CAIN: You go first, Newt.




MADDOW: The Herman Cain art project, which seems to be a conservative
cause, which is attracting lots of conservative support, is something that
has no campaign staff, right?

No substantial staff of its own. It appears to be bankrolled,
possibly illegally, by the billionaire owners of the largest privately held
oil and chemical country in the country, whose political group, Americans
for Prosperity, is run by a former associate of Jack Abramoff.

Hey, conservative voters, I know that you`re not my biggest fans,
although I know some of you watch because I can tell from the hate mail.
Listen, just -- this is meant as advice and I mean it in a big hearted way.
I mean it in a legitimate way.

I`m a liberal. I would love for Herman Cain to be the Republican
Party`s nominee for president this year. Part of me tells me I should shut
up, right? But just as an American, if I`m speaking to you as a
conservative voter, I just want you to know, these guys are pros.
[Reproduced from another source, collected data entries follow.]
//! Key-value store behind all user overlays
//!
//! Values are JSON strings under namespaced keys. `update` is the only
//! read-modify-write entry point: it holds the entry lock for the key while
//! the closure runs, so two toggles on the same key never interleave.

use std::collections::BTreeMap;
use std::path::Path;

use dashmap::DashMap;

use crate::shared::errors::OverlayError;
use crate::shared::logging;

/// Storage contract the overlay operations rely on
pub trait OverlayStore: Send + Sync {
    fn get(&self, key: &str) -> Option<String>;
    fn set(&self, key: &str, value: String);
    fn remove(&self, key: &str) -> Option<String>;
    /// Atomically replace the value at `key` with `f(current)`; `None` deletes it
    fn update(&self, key: &str, f: &mut dyn FnMut(Option<&str>) -> Option<String>);
    fn keys_with_prefix(&self, prefix: &str) -> Vec<String>;
}

/// Cache keys
pub mod keys {
    pub fn marks_key(scope: &str) -> String {
        format!("marks:{}", scope)
    }

    pub fn star_key(scope: &str) -> String {
        format!("stars:{}", scope)
    }

    pub fn rename_key(scope: &str) -> String {
        format!("renames:{}", scope)
    }

    pub fn order_key(scope: &str) -> String {
        format!("order:{}", scope)
    }
}

/// In-memory store, optionally persisted to a JSON file
#[derive(Debug, Default)]
pub struct MemoryOverlayStore {
    entries: DashMap<String, String>,
}

impl MemoryOverlayStore {
    pub fn new() -> Self {
        Self::default()
    }

    /// Load a store previously written by [`MemoryOverlayStore::save`].
    /// A missing file yields an empty store.
    pub fn load(path: &Path) -> Result<Self, OverlayError> {
        let store = Self::new();
        if !path.exists() {
            return Ok(store);
        }
        let content = std::fs::read_to_string(path)?;
        let map: BTreeMap<String, String> = serde_json::from_str(&content)?;
        for (k, v) in map {
            store.entries.insert(k, v);
        }
        Ok(store)
    }

    /// Write all entries as one JSON object (sorted keys)
    pub fn save(&self, path: &Path) -> Result<(), OverlayError> {
        let map: BTreeMap<String, String> = self
            .entries
            .iter()
            .map(|e| (e.key().clone(), e.value().clone()))
            .collect();
        if let Some(parent) = path.parent() {
            if !parent.as_os_str().is_empty() {
                std::fs::create_dir_all(parent)?;
            }
        }
        std::fs::write(path, serde_json::to_string_pretty(&map)?)?;
        Ok(())
    }

    pub fn len(&self) -> usize {
        self.entries.len()
    }

    pub fn is_empty(&self) -> bool {
        self.entries.is_empty()
    }
}

impl OverlayStore for MemoryOverlayStore {
    fn get(&self, key: &str) -> Option<String> {
        self.entries.get(key).map(|v| v.value().clone())
    }

    fn set(&self, key: &str, value: String) {
        self.entries.insert(key.to_string(), value);
        logging::log_overlay_write(key);
    }

    fn remove(&self, key: &str) -> Option<String> {
        self.entries.remove(key).map(|(_, v)| v)
    }

    fn update(&self, key: &str, f: &mut dyn FnMut(Option<&str>) -> Option<String>) {
        use dashmap::mapref::entry::Entry;

        match self.entries.entry(key.to_string()) {
            Entry::Occupied(mut occupied) => match f(Some(occupied.get().as_str())) {
                Some(next) => {
                    occupied.insert(next);
                }
                None => {
                    occupied.remove();
                }
            },
            Entry::Vacant(vacant) => {
                if let Some(next) = f(None) {
                    vacant.insert(next);
                }
            }
        }
        logging::log_overlay_write(key);
    }

    fn keys_with_prefix(&self, prefix: &str) -> Vec<String> {
        let mut keys: Vec<String> = self
            .entries
            .iter()
            .filter(|e| e.key().starts_with(prefix))
            .map(|e| e.key().clone())
            .collect();
        keys.sort();
        keys
    }
}
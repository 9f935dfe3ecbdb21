//! Content-derived identifiers
//!
//! Overlay state (marks, stars, renames) and synthesized message ids are keyed
//! by UUID-shaped strings derived from stable inputs, so the same file loaded
//! twice maps to the same keys.

use sha2::{Digest, Sha256};
use uuid::Uuid;

/// UUID-shaped id from the first 16 bytes of SHA-256 over `parts` joined by `|`
pub fn derive_uuid(parts: &[&str]) -> String {
    let mut hasher = Sha256::new();
    hasher.update(parts.join("|").as_bytes());
    let digest = hasher.finalize();
    let mut bytes = [0u8; 16];
    bytes.copy_from_slice(&digest[..16]);
    Uuid::from_bytes(bytes).to_string()
}

/// Key for a loaded file: name + size + modification time (ms since epoch)
pub fn derive_file_uuid(file_name: &str, size: u64, modified_ms: i64) -> String {
    derive_uuid(&[file_name, &size.to_string(), &modified_ms.to_string()])
}

/// Key for one conversation inside a loaded file
pub fn derive_conversation_uuid(file_uuid: &str, conversation_uuid: &str) -> String {
    derive_uuid(&[file_uuid, conversation_uuid])
}

#[cfg(test)]
mod tests {
    use super::*;

    #[test]
    fn test_derive_uuid_is_stable_and_uuid_shaped() {
        let a = derive_file_uuid("conversations.json", 1024, 1_700_000_000_000);
        let b = derive_file_uuid("conversations.json", 1024, 1_700_000_000_000);
        assert_eq!(a, b);
        assert!(Uuid::parse_str(&a).is_ok());
    }

    #[test]
    fn test_derive_uuid_changes_with_inputs() {
        let a = derive_file_uuid("conversations.json", 1024, 1);
        let b = derive_file_uuid("conversations.json", 1025, 1);
        assert_ne!(a, b);
        assert_ne!(derive_conversation_uuid(&a, "c1"), derive_conversation_uuid(&a, "c2"));
    }
}
//! Markdown export
//!
//! Output: optional YAML front matter, a document header, one block per
//! message surviving the filter, and a footer when filtering dropped some.

use std::fmt::Write as _;

use chrono::{DateTime, Local};
use serde::{Deserialize, Serialize};

use crate::domain::models::{Artifact, Message, Sender};
use crate::overlay::MarkKind;
use crate::shared::errors::ExportError;
use crate::shared::logging::{self, LogOperation};

use super::filename::export_filename;
use super::naming::artifact_extension;
use super::numbering::{format_number, NumberingStyle};
use super::source::ExportSource;

/// Which messages survive, based on their marks
#[derive(Debug, Clone, Copy, PartialEq, Eq, Serialize, Deserialize)]
#[serde(default)]
pub struct MessageFilter {
    pub exclude_deleted: bool,
    pub only_completed: bool,
    pub only_important: bool,
}

impl Default for MessageFilter {
    fn default() -> Self {
        Self { exclude_deleted: true, only_completed: false, only_important: false }
    }
}

impl MessageFilter {
    /// Selected "only" filters combine with AND
    pub fn accepts(&self, source: &ExportSource<'_>, message: &Message) -> bool {
        if self.exclude_deleted && source.is_marked(message, MarkKind::Deleted) {
            return false;
        }
        if self.only_completed && !source.is_marked(message, MarkKind::Completed) {
            return false;
        }
        if self.only_important && !source.is_marked(message, MarkKind::Important) {
            return false;
        }
        true
    }

    pub fn describe(&self) -> String {
        let mut parts = Vec::new();
        if self.exclude_deleted {
            parts.push("excluding deleted");
        }
        if self.only_completed {
            parts.push("only completed");
        }
        if self.only_important {
            parts.push("only important");
        }
        if parts.is_empty() {
            "all messages".to_string()
        } else {
            parts.join(", ")
        }
    }

    /// Messages in source order that pass the filter
    pub fn apply<'m>(&self, source: &ExportSource<'m>) -> Vec<&'m Message> {
        source.messages.iter().filter(|m| self.accepts(source, m)).collect()
    }
}

/// Labels used for each sender in titles
#[derive(Debug, Clone, PartialEq, Eq, Default, Serialize, Deserialize)]
#[serde(rename_all = "snake_case", tag = "scheme")]
pub enum SenderLabels {
    /// User / AI
    #[default]
    Default,
    /// Human / Assistant
    HumanAssistant,
    Custom { human: String, assistant: String },
}

impl SenderLabels {
    pub fn label(&self, sender: Sender) -> &str {
        match (self, sender) {
            (SenderLabels::Default, Sender::Human) => "User",
            (SenderLabels::Default, Sender::Assistant) => "AI",
            (SenderLabels::HumanAssistant, Sender::Human) => "Human",
            (SenderLabels::HumanAssistant, Sender::Assistant) => "Assistant",
            (SenderLabels::Custom { human, .. }, Sender::Human) => human.as_str(),
            (SenderLabels::Custom { assistant, .. }, Sender::Assistant) => assistant.as_str(),
        }
    }
}

/// Where and how thinking is rendered
#[derive(Debug, Clone, Copy, PartialEq, Eq, Default, Serialize, Deserialize)]
#[serde(rename_all = "snake_case")]
pub enum ThinkingFormat {
    /// Before the body, as a fenced `thinking` block
    #[default]
    CodeBlock,
    /// Before the body, inside `<thinking>` tags
    XmlTag,
    /// After the body, quoted under an emoji label
    Emoji,
}

impl ThinkingFormat {
    pub fn is_front_loaded(&self) -> bool {
        !matches!(self, ThinkingFormat::Emoji)
    }
}

#[derive(Debug, Clone, PartialEq, Serialize, Deserialize)]
#[serde(default)]
pub struct MarkdownOptions {
    pub filter: MessageFilter,
    pub numbering: NumberingStyle,
    /// 0 = bold title line, 1 = `#`, 2 = `##`
    pub heading_level: u8,
    pub sender_labels: SenderLabels,
    pub thinking_format: ThinkingFormat,
    pub front_matter: bool,
    pub include_timestamps: bool,
    pub include_thinking: bool,
    pub include_attachments: bool,
    pub include_artifacts: bool,
    pub include_tools: bool,
    pub include_citations: bool,
}

impl Default for MarkdownOptions {
    fn default() -> Self {
        Self {
            filter: MessageFilter::default(),
            numbering: NumberingStyle::Numeric,
            heading_level: 2,
            sender_labels: SenderLabels::Default,
            thinking_format: ThinkingFormat::CodeBlock,
            front_matter: false,
            include_timestamps: true,
            include_thinking: true,
            include_attachments: true,
            include_artifacts: true,
            include_tools: true,
            include_citations: true,
        }
    }
}

#[derive(Debug, Clone)]
pub struct MarkdownExport {
    pub file_name: String,
    pub content: String,
    pub exported_count: usize,
    pub total_count: usize,
}

/// Render `source` to a markdown document
pub fn generate_markdown(
    source: &ExportSource<'_>,
    options: &MarkdownOptions,
    exported_at: DateTime<Local>,
) -> Result<MarkdownExport, ExportError> {
    let title = source.title();
    let total = source.messages.len();
    if total == 0 {
        return Err(ExportError::EmptyInput(format!("{} has no messages", title)));
    }
    logging::log_export_start(LogOperation::MarkdownExport, title, total);

    let selected = options.filter.apply(source);
    if selected.is_empty() {
        return Err(ExportError::EmptyInput(format!(
            "no messages in {} match the filter ({})",
            title,
            options.filter.describe()
        )));
    }

    let mut out = String::new();
    if options.front_matter {
        write_front_matter(&mut out, source, selected.len(), exported_at);
    }
    write_header(&mut out, source, options, exported_at);

    for (idx, message) in selected.iter().enumerate() {
        write_message(&mut out, message, idx + 1, options);
    }

    if selected.len() < total {
        let _ = writeln!(out, "*Exported {} of {} messages*", selected.len(), total);
    }

    let file_name = export_filename(title, "md", exported_at.date_naive());
    logging::log_export_result(LogOperation::MarkdownExport, &file_name, out.len());
    Ok(MarkdownExport {
        file_name,
        content: out,
        exported_count: selected.len(),
        total_count: total,
    })
}

fn yaml_quote(value: &str) -> String {
    format!("\"{}\"", value.replace('\\', "\\\\").replace('"', "\\\""))
}

fn write_front_matter(out: &mut String, source: &ExportSource<'_>, count: usize, exported_at: DateTime<Local>) {
    let meta = source.metadata;
    out.push_str("---\n");
    let _ = writeln!(out, "title: {}", yaml_quote(source.title()));
    let _ = writeln!(out, "uuid: {}", yaml_quote(&meta.uuid));
    let _ = writeln!(out, "platform: {}", meta.platform.display_name());
    if let Some(model) = &meta.model {
        let _ = writeln!(out, "model: {}", yaml_quote(model));
    }
    if let Some(created) = &meta.created_at {
        let _ = writeln!(out, "created_at: {}", yaml_quote(created));
    }
    let _ = writeln!(out, "exported_at: {}", yaml_quote(&exported_at.to_rfc3339()));
    let _ = writeln!(out, "messages: {}", count);
    out.push_str("---\n\n");
}

fn write_header(out: &mut String, source: &ExportSource<'_>, options: &MarkdownOptions, exported_at: DateTime<Local>) {
    let meta = source.metadata;
    let _ = writeln!(out, "# {}\n", source.title());
    let _ = writeln!(out, "- **Platform:** {}", meta.platform);
    if let Some(model) = &meta.model {
        let _ = writeln!(out, "- **Model:** {}", model);
    }
    if let Some(created) = &meta.created_at {
        let _ = writeln!(out, "- **Created:** {}", created);
    }
    let _ = writeln!(out, "- **Exported:** {}", exported_at.format("%Y-%m-%d %H:%M:%S"));
    let _ = writeln!(out, "- **Filter:** {}", options.filter.describe());
    out.push_str("\n---\n\n");
}

fn title_line(message: &Message, number: usize, options: &MarkdownOptions) -> String {
    let mut text = String::new();
    let label = format_number(options.numbering, number);
    if !label.is_empty() {
        text.push_str(&label);
        text.push(' ');
    }
    text.push_str(options.sender_labels.label(message.sender));
    if !message.branch.is_main() {
        let _ = write!(text, " `[{}]`", message.branch.branch_id);
    }
    match options.heading_level {
        0 => format!("**{}**", text),
        level => format!("{} {}", "#".repeat(level.min(2) as usize), text),
    }
}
If you`re one of those people who wrote a letter saying you wanted the
Mariana Island workers to get "made in the USA" labels because that`s what
Jesus would have wanted since they`re getting exposed to the teachings of
Jesus, then you found out that according to our own government`s
investigation, those people are being subject to forced prostitutions and
forced abortions and you were just duped because somehow Ralph Reed got
your address as a values voter, if you have regret about that?

Consider this about the Herman Cain campaign. These guys are done it
before. They know what they are doing. They now appear to be reassembling
the old team to give it one more try and that one more try is you.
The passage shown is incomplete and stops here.